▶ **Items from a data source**
****************

//! Execution engine module
//!
//! Two-phase run orchestration: extract everything, then upload everything.
//!
//! # Overview
//!
//! The engine module provides:
//! - `Extraction` - Pulls pages from a source and stages them, one artifact per call
//! - `RunEngine` - Drives extraction, upload and cleanup for one source
//! - `RunConfig` / `RunReport` / `RunPhase` - Run settings and outcome

mod types;

pub use types::{RunConfig, RunPhase, RunReport};

use crate::config::Config;
use crate::error::{Error, Result};
use crate::output::{
    BatchMaterializer, DatePrefix, ObjectStorage, RemoteDestination, StagedArtifact,
    StagedArtifacts, UploadCommitter,
};
use crate::pagination::PaginationState;
use crate::source::Source;
use chrono::{DateTime, Utc};
use std::path::PathBuf;
use std::time::Instant;
use tracing::{debug, error, info};

// ============================================================================
// Extraction
// ============================================================================

/// Lazy sequence of staged artifacts for one source.
///
/// Objects are drained in the source's order. Each call to [`next`](Self::next)
/// fetches pages until one produces an artifact, so only one page is held in
/// memory. After an error the sequence is finished.
pub struct Extraction<'a> {
    source: &'a mut dyn Source,
    materializer: &'a BatchMaterializer,
    objects: Vec<String>,
    index: usize,
    state: PaginationState,
    sequence: usize,
    limit: usize,
    finished: bool,
}

impl<'a> Extraction<'a> {
    /// Validate the window and prepare the sequence.
    ///
    /// No adapter call is made here; an invalid window fails with
    /// [`Error::Validation`].
    pub fn new(
        source: &'a mut dyn Source,
        materializer: &'a BatchMaterializer,
        window_start: DateTime<Utc>,
        window_end: DateTime<Utc>,
    ) -> Result<Self> {
        source.validate_window(window_start, window_end)?;

        let objects = source.objects();
        let limit = source.descriptor().batch_size;
        info!(
            source = %source.descriptor().name,
            objects = ?objects,
            %window_start,
            %window_end,
            "starting extraction"
        );

        Ok(Self {
            source,
            materializer,
            objects,
            index: 0,
            state: PaginationState::new(),
            sequence: 0,
            limit,
            finished: false,
        })
    }

    /// Objects that will be drained, in order
    pub fn objects(&self) -> &[String] {
        &self.objects
    }

    /// Whether the sequence is exhausted or failed
    pub fn is_finished(&self) -> bool {
        self.finished
    }

    /// Stage the next artifact; `None` once every object is drained
    pub async fn next(&mut self) -> Option<Result<StagedArtifact>> {
        loop {
            if self.finished {
                return None;
            }
            let Some(object) = self.objects.get(self.index).cloned() else {
                self.finished = true;
                return None;
            };

            if self.state.done {
                info!(
                    object = %object,
                    pages = self.state.pages,
                    records = self.state.total_fetched,
                    "object exhausted"
                );
                self.index += 1;
                self.state = PaginationState::new();
                self.sequence = 0;
                continue;
            }

            match self.step(&object).await {
                Ok(Some(artifact)) => return Some(Ok(artifact)),
                Ok(None) => {}
                Err(e) => {
                    self.finished = true;
                    return Some(Err(e));
                }
            }
        }
    }

    async fn step(&mut self, object: &str) -> Result<Option<StagedArtifact>> {
        let page = self
            .source
            .fetch_page(object, self.state.cursor.as_ref(), self.limit)
            .await?;
        debug!(object, page = self.state.pages, records = page.len(), "fetched page");

        self.state.advance(object, &page)?;
        if page.is_empty() {
            self.state.mark_done();
            return Ok(None);
        }

        let artifact = self.materializer.materialize(&page, object, self.sequence)?;
        if artifact.is_some() {
            self.sequence += 1;
        }
        Ok(artifact)
    }
}

// ============================================================================
// Run Engine
// ============================================================================

/// Runs extract-then-upload for one source
pub struct RunEngine<'a> {
    storage: &'a dyn ObjectStorage,
    client: String,
    staging_dir: PathBuf,
    config: RunConfig,
    report: RunReport,
}

impl<'a> RunEngine<'a> {
    /// Create an engine writing to `storage` under `client`
    pub fn new(
        storage: &'a dyn ObjectStorage,
        client: impl Into<String>,
        staging_dir: impl Into<PathBuf>,
    ) -> Self {
        Self {
            storage,
            client: client.into(),
            staging_dir: staging_dir.into(),
            config: RunConfig::default(),
            report: RunReport::default(),
        }
    }

    /// Create an engine from the loaded configuration
    pub fn from_config(config: &Config, storage: &'a dyn ObjectStorage) -> Self {
        Self::new(storage, config.client.clone(), config.staging_dir.clone())
    }

    /// Set run configuration
    #[must_use]
    pub fn with_config(mut self, config: RunConfig) -> Self {
        self.config = config;
        self
    }

    /// Report of the last run
    pub fn report(&self) -> &RunReport {
        &self.report
    }

    /// Extract `[window_start, window_end)` from `source`, then upload.
    ///
    /// Staged files are deleted whatever the outcome.
    pub async fn run(
        &mut self,
        source: &mut dyn Source,
        window_start: DateTime<Utc>,
        window_end: DateTime<Utc>,
    ) -> Result<Vec<RemoteDestination>> {
        let start = Instant::now();
        self.report = RunReport::new(source.descriptor().name.clone());
        self.enter(RunPhase::Init);

        let mut staged = StagedArtifacts::new();
        let result = self
            .execute(source, window_start, window_end, &mut staged)
            .await;

        if let Err(e) = &result {
            error!(source = %self.report.source, error = %e, "run failed");
            if let Error::PartialUpload { committed, .. } = e {
                self.report.artifacts_committed = *committed;
            }
            self.enter(RunPhase::Failed);
        }

        self.enter(RunPhase::CleaningUp);
        self.report.artifacts_removed = staged.cleanup();

        #[allow(clippy::cast_possible_truncation)]
        self.report.set_duration(start.elapsed().as_millis() as u64);

        let destinations = result?;
        self.enter(RunPhase::Done);
        info!(
            source = %self.report.source,
            artifacts = self.report.artifacts_committed,
            rows = self.report.rows_staged,
            duration_ms = self.report.duration_ms,
            "run complete"
        );
        Ok(destinations)
    }

    async fn execute(
        &mut self,
        source: &mut dyn Source,
        window_start: DateTime<Utc>,
        window_end: DateTime<Utc>,
        staged: &mut StagedArtifacts,
    ) -> Result<Vec<RemoteDestination>> {
        let descriptor = source.descriptor().clone();
        let materializer = BatchMaterializer::new(&self.staging_dir, &descriptor.name);

        self.enter(RunPhase::ValidatingWindow);
        let mut extraction = Extraction::new(source, &materializer, window_start, window_end)?;

        self.enter(RunPhase::Extracting);
        while let Some(artifact) = extraction.next().await {
            let artifact = artifact?;
            self.report.add_artifact(&artifact);
            staged.push(artifact);
        }
        self.enter(RunPhase::Extracted);
        info!(
            source = %descriptor.name,
            artifacts = staged.len(),
            rows = staged.total_rows(),
            "extraction complete"
        );

        self.enter(RunPhase::Uploading);
        let date_prefix = self.config.date_prefix.clone().unwrap_or_else(DatePrefix::now);
        let committer = UploadCommitter::new(self.storage, self.client.clone())
            .with_policy(self.config.policy)
            .with_verify(self.config.verify_uploads);
        if self.config.validate_storage {
            committer.validate_access().await?;
        }

        let destinations = match committer
            .commit_all(staged.as_slice(), &descriptor, &date_prefix)
            .await
        {
            Ok(destinations) => destinations,
            Err(e) => {
                if let Error::PartialUpload { committed, .. } = &e {
                    self.report.destinations = staged.as_slice()[..*committed]
                        .iter()
                        .map(|a| committer.destination(&descriptor, &date_prefix, &a.object))
                        .collect();
                }
                return Err(e);
            }
        };
        self.report.artifacts_committed = destinations.len();
        self.report.destinations = destinations.clone();
        Ok(destinations)
    }

    fn enter(&mut self, phase: RunPhase) {
        debug!(source = %self.report.source, %phase, "run phase");
        self.report.phases.push(phase);
    }
}

#[cfg(test)]
mod tests;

****************

Your task is to retype all the records above with nothing left out.

//! Execution engine module
//!
//! Two-phase run orchestration: extract everything, then upload everything.
//!
//! # Overview
//!
//! The engine module provides:
//! - `Extraction` - Pulls pages from a source and stages them, one artifact per call
//! - `RunEngine` - Drives extraction, upload and cleanup for one source
//! - `RunConfig` / `RunReport` / `RunPhase` - Run settings and outcome

mod types;

pub use types::{RunConfig, RunPhase, RunReport};

use crate::config::Config;
use crate::error::{Error, Result};
use crate::output::{
    BatchMaterializer, DatePrefix, ObjectStorage, RemoteDestination, StagedArtifact,
    StagedArtifacts, UploadCommitter,
};
use crate::pagination::PaginationState;
use crate::source::Source;
use chrono::{DateTime, Utc};
use std::path::PathBuf;
use std::time::Instant;
use tracing::{debug, error, info};

// ============================================================================
// Extraction
// ============================================================================

/// Lazy sequence of staged artifacts for one source.
///
/// Objects are drained in the source's order. Each call to [`next`](Self::next)
/// fetches pages until one produces an artifact, so only one page is held in
/// memory. After an error the sequence is finished.
pub struct Extraction<'a> {
    source: &'a mut dyn Source,
    materializer: &'a BatchMaterializer,
    objects: Vec<String>,
    index: usize,
    state: PaginationState,
    sequence: usize,
    limit: usize,
    finished: bool,
}

impl<'a> Extraction<'a> {
    /// Validate the window and prepare the sequence.
    ///
    /// No adapter call is made here; an invalid window fails with
    /// [`Error::Validation`].
    pub fn new(
        source: &'a mut dyn Source,
        materializer: &'a BatchMaterializer,
        window_start: DateTime<Utc>,
        window_end: DateTime<Utc>,
    ) -> Result<Self> {
        source.validate_window(window_start, window_end)?;

        let objects = source.objects();
        let limit = source.descriptor().batch_size;
        info!(
            source = %source.descriptor().name,
            objects = ?objects,
            %window_start,
            %window_end,
            "starting extraction"
        );

        Ok(Self {
            source,
            materializer,
            objects,
            index: 0,
            state: PaginationState::new(),
            sequence: 0,
            limit,
            finished: false,
        })
    }

    /// Objects that will be drained, in order
    pub fn objects(&self) -> &[String] {
        &self.objects
    }

    /// Whether the sequence is exhausted or failed
    pub fn is_finished(&self) -> bool {
        self.finished
    }

    /// Stage the next artifact; `None` once every object is drained
    pub async fn next(&mut self) -> Option<Result<StagedArtifact>> {
        loop {
            if self.finished {
                return None;
            }
            let Some(object) = self.objects.get(self.index).cloned() else {
                self.finished = true;
                return None;
            };

            if self.state.done {
                info!(
                    object = %object,
                    pages = self.state.pages,
                    records = self.state.total_fetched,
                    "object exhausted"
                );
                self.index += 1;
                self.state = PaginationState::new();
                self.sequence = 0;
                continue;
            }

            match self.step(&object).await {
                Ok(Some(artifact)) => return Some(Ok(artifact)),
                Ok(None) => {}
                Err(e) => {
                    self.finished = true;
                    return Some(Err(e));
                }
            }
        }
    }

    async fn step(&mut self, object: &str) -> Result<Option<StagedArtifact>> {
        let page = self
            .source
            .fetch_page(object, self.state.cursor.as_ref(), self.limit)
            .await?;
        debug!(object, page = self.state.pages, records = page.len(), "fetched page");

        self.state.advance(object, &page)?;
        if page.is_empty() {
            self.state.mark_done();
            return Ok(None);
        }

        let artifact = self.materializer.materialize(&page, object, self.sequence)?;
        if artifact.is_some() {
            self.sequence += 1;
        }
        Ok(artifact)
    }
}

// ============================================================================
// Run Engine
// ============================================================================

/// Runs extract-then-upload for one source
pub struct RunEngine<'a> {
    storage: &'a dyn ObjectStorage,
    client: String,
    staging_dir: PathBuf,
    config: RunConfig,
    report: RunReport,
}

impl<'a> RunEngine<'a> {
    /// Create an engine writing to `storage` under `client`
    pub fn new(
        storage: &'a dyn ObjectStorage,
        client: impl Into<String>,
        staging_dir: impl Into<PathBuf>,
    ) -> Self {
        Self {
            storage,
            client: client.into(),
            staging_dir: staging_dir.into(),
            config: RunConfig::default(),
            report: RunReport::default(),
        }
    }

    /// Create an engine from the loaded configuration
    pub fn from_config(config: &Config, storage: &'a dyn ObjectStorage) -> Self {
        Self::new(storage, config.client.clone(), config.staging_dir.clone())
    }

    /// Set run configuration
    #[must_use]
    pub fn with_config(mut self, config: RunConfig) -> Self {
        self.config = config;
        self
    }

    /// Report of the last run
    pub fn report(&self) -> &RunReport {
        &self.report
    }

    /// Extract `[window_start, window_end)` from `source`, then upload.
    ///
    /// Staged files are deleted whatever the outcome.
    pub async fn run(
        &mut self,
        source: &mut dyn Source,
        window_start: DateTime<Utc>,
        window_end: DateTime<Utc>,
    ) -> Result<Vec<RemoteDestination>> {
        let start = Instant::now();
        self.report = RunReport::new(source.descriptor().name.clone());
        self.enter(RunPhase::Init);

        let mut staged = StagedArtifacts::new();
        let result = self
            .execute(source, window_start, window_end, &mut staged)
            .await;

        if let Err(e) = &result {
            error!(source = %self.report.source, error = %e, "run failed");
            if let Error::PartialUpload { committed, .. } = e {
                self.report.artifacts_committed = *committed;
            }
            self.enter(RunPhase::Failed);
        }

        self.enter(RunPhase::CleaningUp);
        self.report.artifacts_removed = staged.cleanup();

        #[allow(clippy::cast_possible_truncation)]
        self.report.set_duration(start.elapsed().as_millis() as u64);

        let destinations = result?;
        self.enter(RunPhase::Done);
        info!(
            source = %self.report.source,
            artifacts = self.report.artifacts_committed,
            rows = self.report.rows_staged,
            duration_ms = self.report.duration_ms,
            "run complete"
        );
        Ok(destinations)
    }

    async fn execute(
        &mut self,
        source: &mut dyn Source,
        window_start: DateTime<Utc>,
        window_end: DateTime<Utc>,
        staged: &mut StagedArtifacts,
    ) -> Result<Vec<RemoteDestination>> {
        let descriptor = source.descriptor().clone();
        let materializer = BatchMaterializer::new(&self.staging_dir, &descriptor.name);

        self.enter(RunPhase::ValidatingWindow);
        let mut extraction = Extraction::new(source, &materializer, window_start, window_end)?;

        self.enter(RunPhase::Extracting);
        while let Some(artifact) = extraction.next().await {
            let artifact = artifact?;
            self.report.add_artifact(&artifact);
            staged.push(artifact);
        }
        self.enter(RunPhase::Extracted);
        info!(
            source = %descriptor.name,
            artifacts = staged.len(),
            rows = staged.total_rows(),
            "extraction complete"
        );

        self.enter(RunPhase::Uploading);
        let date_prefix = self.config.date_prefix.clone().unwrap_or_else(DatePrefix::now);
        let committer = UploadCommitter::new(self.storage, self.client.clone())
            .with_policy(self.config.policy)
            .with_verify(self.config.verify_uploads);
        if self.config.validate_storage {
            committer.validate_access().await?;
        }

        let destinations = match committer
            .commit_all(staged.as_slice(), &descriptor, &date_prefix)
            .await
        {
            Ok(destinations) => destinations,
            Err(e) => {
                if let Error::PartialUpload { committed, .. } = &e {
                    self.report.destinations = staged.as_slice()[..*committed]
                        .iter()
                        .map(|a| committer.destination(&descriptor, &date_prefix, &a.object))
                        .collect();
                }
                return Err(e);
            }
        };
        self.report.artifacts_committed = destinations.len();
        self.report.destinations = destinations.clone();
        Ok(destinations)
    }

    fn enter(&mut self, phase: RunPhase) {
        debug!(source = %self.report.source, %phase, "run phase");
        self.report.phases.push(phase);
    }
}

#[cfg(test)]
mod tests;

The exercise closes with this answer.